Buying a car can feel like having to make 2000 decisions in the space of a week. Reader and commenter xdeliriumx suggests a methodical process and a spreadsheet template for finding your perfect car at a very nice price.
Photo by emilio labrador.
The spreadsheet is very basic and could probably be improved by some other Lifehacker readers, but I think it may help some people who just don’t know where to start.
Ed. note: We’ve embedded xdeliriumx’s spreadsheet template below for reference, but you can view (and copy) the whole widescreen spreadsheet at Google Docs.
The way I got the deal of a lifetime on my car was by first going to each brand’s website and picking out the model car I liked best. From there, I customised the car the way I would want it, keeping my target price in mind – don’t forget taxes, registration, title, etc. At the end of the web hunt, you call up or visit local dealers to request quotes.
Input all the information you can into the spreadsheet. From there you can easily contact your reps from the dealerships and get them to price match competitors, and then you can continuing doing that until the dealerships have nothing else to give you. The chart also makes it easy to track incentives offered by each car company, different option pricing and more. The spreadsheet was super helpful when purchasing my car and I hope it will be useful to others as well. Using this method, I was able to “upgrade” to the next model above what I originally thought I could afford, just because I did my research. Make sure you print your spreadsheet out and take it with you. It really made one dealer I was visiting sweat. He even remarked “I am going to tear that paper up!” because I kept referring to it.
A few additional tips:
- If they ask you if you are ready to buy the car that day, tell them “Yes, if the price is right.” It’s not lying. If they told you that you could get the car for $1/month, I am sure you would take it.
- Make sure you go to the dealership with the attitude that you do not need to leave with a car. Tell them later in negotiation that you aren’t sure you can make that sort of commitment for that price.
- Have a target amount you are willing to spend in your head in the WORST case scenario. Don’t reveal this to the dealer. Yes the price of the car overall is important, but you need to be able to take care of your monthly payment. Make sure it includes EVERYTHING. Don’t let them tack on taxes, registration, title, etc, after the fact.
- Make sure you are only taxed on the price of the car.
- Go near the end of the month because car salesmen need to meet their monthly quotas.
- I went at the end of the day, around 4pm. By the time we test drove and talked a bit, it was closing time. He was worried about closing the sale and getting out of there for the day, so he really cut the price several times. Not sure this will always help, but it did for me.

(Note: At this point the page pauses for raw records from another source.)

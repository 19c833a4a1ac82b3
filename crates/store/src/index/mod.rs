//! Build, load, save, and staleness-check the persisted search index.
//!
//! The index is a single pretty-printed JSON document summarizing every
//! workflow under the identity and shared roots. It is rebuilt — never
//! incrementally patched — whenever it goes stale; a full rebuild costs one
//! walk-and-parse, which is acceptable because it happens only after
//! workflow files actually change.

use std::fs;
use std::path::{Path, PathBuf};

use chrono::Utc;
use tracing::{debug, warn};

use gitsavvy_types::{Config, INDEX_SCHEMA_VERSION, IndexEntry, IndexSnapshot, Workflow};

use crate::IndexError;
use crate::store::{collect_workflow_files, file_mtime, is_workflow_file};

pub mod search;

/// Absolute path of the index file for a repo + config pair.
pub fn index_file_path(repo_root: &Path, config: &Config) -> PathBuf {
    repo_root.join(&config.workflows.index_path)
}

/// Read and parse the index document at `path`.
pub fn load(path: &Path) -> Result<IndexSnapshot, IndexError> {
    if !path.exists() {
        return Err(IndexError::NotFound { path: path.to_path_buf() });
    }
    let content = fs::read_to_string(path).map_err(|source| IndexError::Io {
        path: path.to_path_buf(),
        source,
    })?;
    Ok(serde_json::from_str(&content)?)
}

/// Persist the snapshot as pretty-printed JSON for diffability.
pub fn save(path: &Path, snapshot: &IndexSnapshot) -> Result<(), IndexError> {
    if let Some(parent) = path.parent() {
        fs::create_dir_all(parent).map_err(|source| IndexError::Io {
            path: parent.to_path_buf(),
            source,
        })?;
    }
    let content = serde_json::to_string_pretty(snapshot)?;
    fs::write(path, content).map_err(|source| IndexError::Io {
        path: path.to_path_buf(),
        source,
    })
}

/// Walk both workflow roots and compose a fresh snapshot.
///
/// Parsing failures are logged and skipped: one malformed file never aborts
/// a rebuild. Entries come back sorted by title.
pub fn build(repo_root: &Path, config: &Config) -> IndexSnapshot {
    let mut entries = Vec::new();

    let workflows_root = repo_root.join(&config.workflows.root);
    let shared_root = repo_root.join(&config.workflows.shared_root);

    for root in [&workflows_root, &shared_root] {
        if !root.exists() {
            continue;
        }
        let mut files = Vec::new();
        if let Err(error) = collect_workflow_files(root, &mut files) {
            warn!(root = %root.display(), "index walk failed: {error}");
            continue;
        }
        for path in files {
            match build_entry(repo_root, config, &path) {
                Ok(entry) => entries.push(entry),
                Err(error) => warn!(path = %path.display(), "skipping unindexable workflow: {error}"),
            }
        }
    }

    entries.sort_by(|left, right| left.title.cmp(&right.title));
    debug!(count = entries.len(), "index built");

    IndexSnapshot {
        version: INDEX_SCHEMA_VERSION,
        updated_at: Utc::now(),
        workflows: entries,
    }
}

/// The index is stale when its file is missing or unreadable, its version
/// differs from the current schema, any workflow file is newer than it, or
/// an entry points at a file that no longer exists.
pub fn is_stale(repo_root: &Path, config: &Config) -> bool {
    let index_path = index_file_path(repo_root, config);
    let snapshot = match load(&index_path) {
        Ok(snapshot) => snapshot,
        Err(_) => return true,
    };
    if snapshot.version != INDEX_SCHEMA_VERSION {
        return true;
    }

    // A deleted workflow leaves no newer mtime behind; a dangling entry must
    // never be served.
    if snapshot
        .workflows
        .iter()
        .any(|entry| !repo_root.join(&entry.path).exists())
    {
        return true;
    }

    let Ok(index_mtime) = file_mtime(&index_path) else {
        return true;
    };

    for root in [
        repo_root.join(&config.workflows.root),
        repo_root.join(&config.workflows.shared_root),
    ] {
        if !root.exists() {
            continue;
        }
        if newest_workflow_mtime(&root).map(|newest| newest > index_mtime).unwrap_or(false) {
            return true;
        }
    }
    false
}

/// Load the current index, rebuilding and saving it first when stale.
pub fn ensure_fresh(repo_root: &Path, config: &Config) -> IndexSnapshot {
    let index_path = index_file_path(repo_root, config);
    if is_stale(repo_root, config) {
        let snapshot = build(repo_root, config);
        if let Err(error) = save(&index_path, &snapshot) {
            warn!("failed to persist rebuilt index: {error}");
        }
        return snapshot;
    }
    match load(&index_path) {
        Ok(snapshot) => snapshot,
        Err(error) => {
            warn!("failed to load fresh index, rebuilding: {error}");
            build(repo_root, config)
        }
    }
}

fn build_entry(repo_root: &Path, config: &Config, path: &Path) -> Result<IndexEntry, IndexError> {
    let content = fs::read_to_string(path).map_err(|source| IndexError::Io {
        path: path.to_path_buf(),
        source,
    })?;
    let workflow = Workflow::from_yaml(&content).map_err(|error| {
        IndexError::Io {
            path: path.to_path_buf(),
            source: std::io::Error::new(std::io::ErrorKind::InvalidData, error.to_string()),
        }
    })?;

    let updated_at = file_mtime(path).map_err(|_| IndexError::NotFound { path: path.to_path_buf() })?;
    let relative = path
        .strip_prefix(repo_root)
        .unwrap_or(path)
        .to_string_lossy()
        .replace('\\', "/");

    Ok(IndexEntry {
        id: workflow
            .id
            .clone()
            .unwrap_or_else(|| derive_entry_id(&relative, &config.workflows.root)),
        title: workflow.title.clone(),
        search_text: compose_search_text(&workflow),
        tags: workflow.tags,
        path: relative,
        updated_at,
    })
}

/// Scope-prefixed id for workflows without an explicit `id`:
/// `<identity_path>/<slug>` under the workflows root, `<shared_root>/<slug>`
/// otherwise. The prefix keeps identity and shared namespaces collision-free.
fn derive_entry_id(relative_path: &str, workflows_root: &str) -> String {
    let mut segments: Vec<&str> = relative_path.split('/').collect();
    segments.pop(); // workflow.yaml
    if segments.len() > 1 && segments[0] == workflows_root {
        segments.remove(0);
    }
    segments.join("/")
}

fn compose_search_text(workflow: &Workflow) -> String {
    let mut parts = vec![workflow.title.clone()];
    if let Some(description) = &workflow.description {
        parts.push(description.clone());
    }
    parts.extend(workflow.tags.iter().cloned());
    parts.extend(workflow.steps.iter().map(|step| step.command.clone()));
    parts.join(" ").to_lowercase()
}

fn newest_workflow_mtime(root: &Path) -> Option<chrono::DateTime<Utc>> {
    let mut newest = None;
    let mut files = Vec::new();
    collect_workflow_files(root, &mut files).ok()?;
    for path in files {
        if !is_workflow_file(&path) {
            continue;
        }
        if let Ok(mtime) = file_mtime(&path) {
            newest = Some(newest.map_or(mtime, |current: chrono::DateTime<Utc>| current.max(mtime)));
        }
    }
    newest
}

#[cfg(test)]
mod tests {
    use super::*;

    #[test]
    fn derives_scope_prefixed_ids() {
        assert_eq!(
            derive_entry_id("workflows/platform/alice/deploy/workflow.yaml", "workflows"),
            "platform/alice/deploy"
        );
        assert_eq!(derive_entry_id("shared/cleanup/workflow.yaml", "workflows"), "shared/cleanup");
    }

    #[test]
    fn search_text_joins_lowercased_fields() {
        let yaml_text = r#"
title: Deploy Service
description: Ship IT
tags: [K8s]
steps:
  - command: kubectl APPLY -f x.yaml
"#;
        let workflow = Workflow::from_yaml(yaml_text).expect("parse");
        let text = compose_search_text(&workflow);
        assert_eq!(text, "deploy service ship it k8s kubectl apply -f x.yaml");
    }
}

- Use the old dealership trick of “talking to a manager” against them. During my sit down with the dealer, I told him, “I am going to go make a phone call to my dad to see what he think.” I then went outside and called my dad and told him I was using the call to negotiate a car deal. When I came back in, I told him that my dad wanted to take me to a few more dealerships the next day so I wasn’t sure I could make a commitment. By the end of my time talking with the dealer, he quoted me at a price and said it was good till the end of the month. That is the guy I bought my car from.
I ended up with a brand new Nissan using the numbers from other cars I was looking at as the leverage I needed to get a great deal. No regrets.